Regardless if you are in the US without a visa or other documented status, there are some options for you to either defer potential deportation or to gain permanent residency status. Some of the more common options are discussed below.
Deferred Action (DACA)
Should you have entered the US with your parents as a child under the age of 16, you may be apply for deferred action under a new law known as DACA or the “Dream Act.” Provided you have not committed any felonies or serious crimes, have been in the US continuously since June 2007, are under the age of 31, and are in school, graduated, received a GED or been honorably discharged from the US military, you may qualify.
Under DACA, you are not given legal status but any deportation proceedings are deferred. You are allowed to apply for federal tuition assistance or even in-state tuition in a number of states, and can work provided you can demonstrate an economic necessity. You should apply for provisional immigrant status, secure employment, pay off any back taxes and wait for 5 years. Before applying, however, you should consult an immigration attorney for if you do not fit into a qualifying category, you risk deportation.
Asylum and Refugee Status
If you came from a country with a politically oppressive government or came to the US to escape persecution for religious or political beliefs or other reasons, you may be able to obtain asylum or refugee status and a path to citizenship. You must file your application within one year after entering the US. Filing a frivolous application for asylum, however, or lying on your application could have dire consequences.

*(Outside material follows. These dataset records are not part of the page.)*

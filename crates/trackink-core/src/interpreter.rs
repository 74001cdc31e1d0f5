//! Turns relayed pointer events into remote paths.

use crate::config::BoardConfig;
use crate::history::Path;
use crate::protocol::{PointerEvent, PointerKind};
use crate::stroke::{PercentMapper, StrokeMachine, StrokeStyle, ToolSettings};
use kurbo::{Point, Size};

/// Interprets pointer events from a remote controller.
///
/// Coordinates arrive as percentages and are mapped with the canvas bounds
/// current at the time each event is handled, so a resize in the middle of a
/// stroke affects only the samples that follow it.
#[derive(Debug, Clone)]
pub struct RemoteInterpreter {
    stroke: StrokeMachine<PercentMapper>,
    cursor: Option<Point>,
}

impl RemoteInterpreter {
    pub fn new(min_points: usize) -> Self {
        Self {
            stroke: StrokeMachine::remote(min_points),
            cursor: None,
        }
    }

    /// Feed one event. Returns a path when the event finishes a stroke that
    /// should be committed.
    pub fn on_event(
        &mut self,
        event: &PointerEvent,
        bounds: Size,
        fallback: &ToolSettings,
        config: &BoardConfig,
    ) -> Option<Path> {
        self.cursor = Some(self.stroke.map(event.x, event.y, bounds));

        match event.kind {
            PointerKind::Down => {
                let style = StrokeStyle::remote(event, fallback, config);
                self.stroke.begin(event.x, event.y, bounds, style);
                None
            }
            PointerKind::Move => {
                if self.stroke.extend(event.x, event.y, bounds).is_none() {
                    log::debug!("Remote move without a stroke in progress");
                }
                None
            }
            PointerKind::Up => self.stroke.release(event.x, event.y, bounds),
        }
    }

    /// Last mapped remote pointer position.
    pub fn cursor(&self) -> Option<Point> {
        self.cursor
    }

    pub fn in_progress(&self) -> Option<&Path> {
        self.stroke.in_progress()
    }

    pub fn is_tracking(&self) -> bool {
        self.stroke.is_tracking()
    }

    /// Drop the remote stroke in progress.
    pub fn cancel(&mut self) -> bool {
        self.stroke.cancel()
    }
}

UN Convention Against Torture (CAT)
A backup plan in case your asylum or refugee application is denied or you are applying because more than one year has passed since you entered the US is to apply for “withholding of removal’ or CAT protection. While these do not confer the same benefits as being a refugee and you may not be able to obtain a Green Card, you may be able to work. Once you do get CAT or withholding, though, you should seek to change your status. Consult an immigration attorney about your options.
Family-Based Green Card
Provided you have family in the US who are citizens or permanent residents, you could apply for a Green Card. It is best if you are a child, parent, spouse or sibling.
Marriage-Based Green Card
If you can show documentation that you were legally married to a US citizen or permanent US resident and physically attended the ceremony, even if it was performed in another country, and the marriage was not a sham, you can qualify for a Green Card. You will be asked many questions to demonstrate that you did not marry for the sole purpose of gaining legal residency.
In all of these cases, do not attempt to apply for any of these without the counsel of an immigration attorney who can properly advise you on which option you may qualify under and the steps you need to take.